═══ Data listing

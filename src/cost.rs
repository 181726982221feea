//! Cost to avoid evictions: the monthly rent needed to support a share of
//! burdened households, split across the housing stock by bedroom count.

use std::str::FromStr;

use log::info;
use polars::prelude::{DataFrame, NamedFrom, Series};
use serde::{Deserialize, Serialize};

use crate::{
    config::CostConfig,
    error::{Result, ScoreError},
    table::{FeatureTable, Geography, key_columns},
};

/// National housing stock shares for 0, 1, 2, 3 and 4+ bedroom units.
pub const HOUSING_STOCK_DISTRIBUTION: [f64; 5] = [0.0079, 0.1083, 0.2466, 0.4083, 0.2289];

pub const TOTAL_COST: &str = "total_cost";

/// Which rent schedule prices each bedroom count.
#[derive(Debug, Clone, Copy, Default, PartialEq, Eq, Hash, Serialize, Deserialize)]
pub enum RentType {
    /// Fair Market Rent, columns `fmr_0..fmr_4`.
    #[default]
    #[serde(rename = "fmr")]
    FairMarket,
    /// Median rent, columns `rent50_0..rent50_4`.
    #[serde(rename = "rent50")]
    Median,
}

impl RentType {
    pub fn column_prefix(&self) -> &'static str {
        match self {
            RentType::FairMarket => "fmr",
            RentType::Median => "rent50",
        }
    }

    /// Rent column for a bedroom count, e.g. `fmr_2`.
    pub fn column(&self, bedrooms: usize) -> String {
        format!("{}_{bedrooms}", self.column_prefix())
    }
}

impl FromStr for RentType {
    type Err = ScoreError;

    fn from_str(s: &str) -> Result<Self> {
        match s.trim().to_ascii_lowercase().as_str() {
            "fmr" | "fair-market" => Ok(RentType::FairMarket),
            "rent50" | "median" => Ok(RentType::Median),
            other => Err(ScoreError::invalid("rent_type", format!("expected fmr or rent50, got '{other}'"))),
        }
    }
}

impl std::fmt::Display for RentType {
    fn fmt(&self, f: &mut std::fmt::Formatter<'_>) -> std::fmt::Result {
        f.write_str(self.column_prefix())
    }
}

#[derive(Debug, Clone, PartialEq)]
pub struct GeographyCost {
    pub geography: Geography,
    pub bedroom_costs: [f64; 5],
    pub total: f64,
}

#[derive(Debug, Clone)]
pub struct CostEstimate {
    rent_type: RentType,
    rows: Vec<GeographyCost>,
}

impl CostEstimate {
    #[inline] pub fn rent_type(&self) -> RentType { self.rent_type }

    #[inline] pub fn rows(&self) -> &[GeographyCost] { &self.rows }

    /// Sum of `total_cost` over every geography.
    pub fn total(&self) -> f64 {
        self.rows.iter().map(|row| row.total).sum()
    }

    /// Key columns, `br_cost_0..br_cost_4`, then `total_cost`.
    pub fn to_frame(&self) -> Result<DataFrame> {
        let mut columns = key_columns(self.rows.iter().map(|row| &row.geography));
        for b in 0..5 {
            let values: Vec<f64> = self.rows.iter().map(|row| row.bedroom_costs[b]).collect();
            columns.push(Series::new(format!("br_cost_{b}").into(), values).into());
        }
        let totals: Vec<f64> = self.rows.iter().map(|row| row.total).collect();
        columns.push(Series::new(TOTAL_COST.into(), totals).into());
        Ok(DataFrame::new(columns)?)
    }
}

fn validate(config: &CostConfig) -> Result<()> {
    if !(0.0..=100.0).contains(&config.percent_burdened) {
        return Err(ScoreError::invalid("percent_burdened", format!(
            "must be within [0, 100], got {}", config.percent_burdened,
        )));
    }
    if config.distribution.iter().any(|share| !share.is_finite() || *share < 0.0) {
        return Err(ScoreError::invalid("distribution", format!(
            "shares must be non-negative, got {:?}", config.distribution,
        )));
    }
    if config.population_multiplier.is_nan() || config.population_multiplier <= 0.0 {
        return Err(ScoreError::invalid("population_multiplier", format!(
            "must be positive, got {}", config.population_multiplier,
        )));
    }
    Ok(())
}

/// Monthly cost of covering rent for `percent_burdened` percent of the
/// rent-burdened population of each geography.
///
/// `table` must carry the population, burdened-household percentage and the
/// five rent columns of the configured rent type.
pub fn estimate_eviction_cost(table: &FeatureTable, config: &CostConfig) -> Result<CostEstimate> {
    validate(config)?;
    if table.is_empty() { return Err(ScoreError::EmptyTable) }

    let population = table.indicator(&config.population_column)?;
    let burdened = table.indicator(&config.burdened_column)?;
    let rents = (0..5)
        .map(|b| table.indicator(&config.rent_type.column(b)))
        .collect::<Result<Vec<Vec<f64>>>>()?;

    let support = config.percent_burdened / 100.0;
    let rows = table.geographies().iter().enumerate()
        .map(|(row, geography)| {
            let households = population[row] * config.population_multiplier * burdened[row] / 100.0;
            let bedroom_costs: [f64; 5] = std::array::from_fn(|b| {
                config.distribution[b] * rents[b][row] * support * households
            });
            GeographyCost { geography: geography.clone(), total: bedroom_costs.iter().sum(), bedroom_costs }
        })
        .collect::<Vec<_>>();

    let estimate = CostEstimate { rent_type: config.rent_type, rows };
    info!("[cost] {} rent estimate for {} geographies: {:.0}", config.rent_type, estimate.rows.len(), estimate.total());
    Ok(estimate)
}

══════

What you will do
Your reply must be one number, namely how many lines of the material above contain the string "iter".

Response to this task
7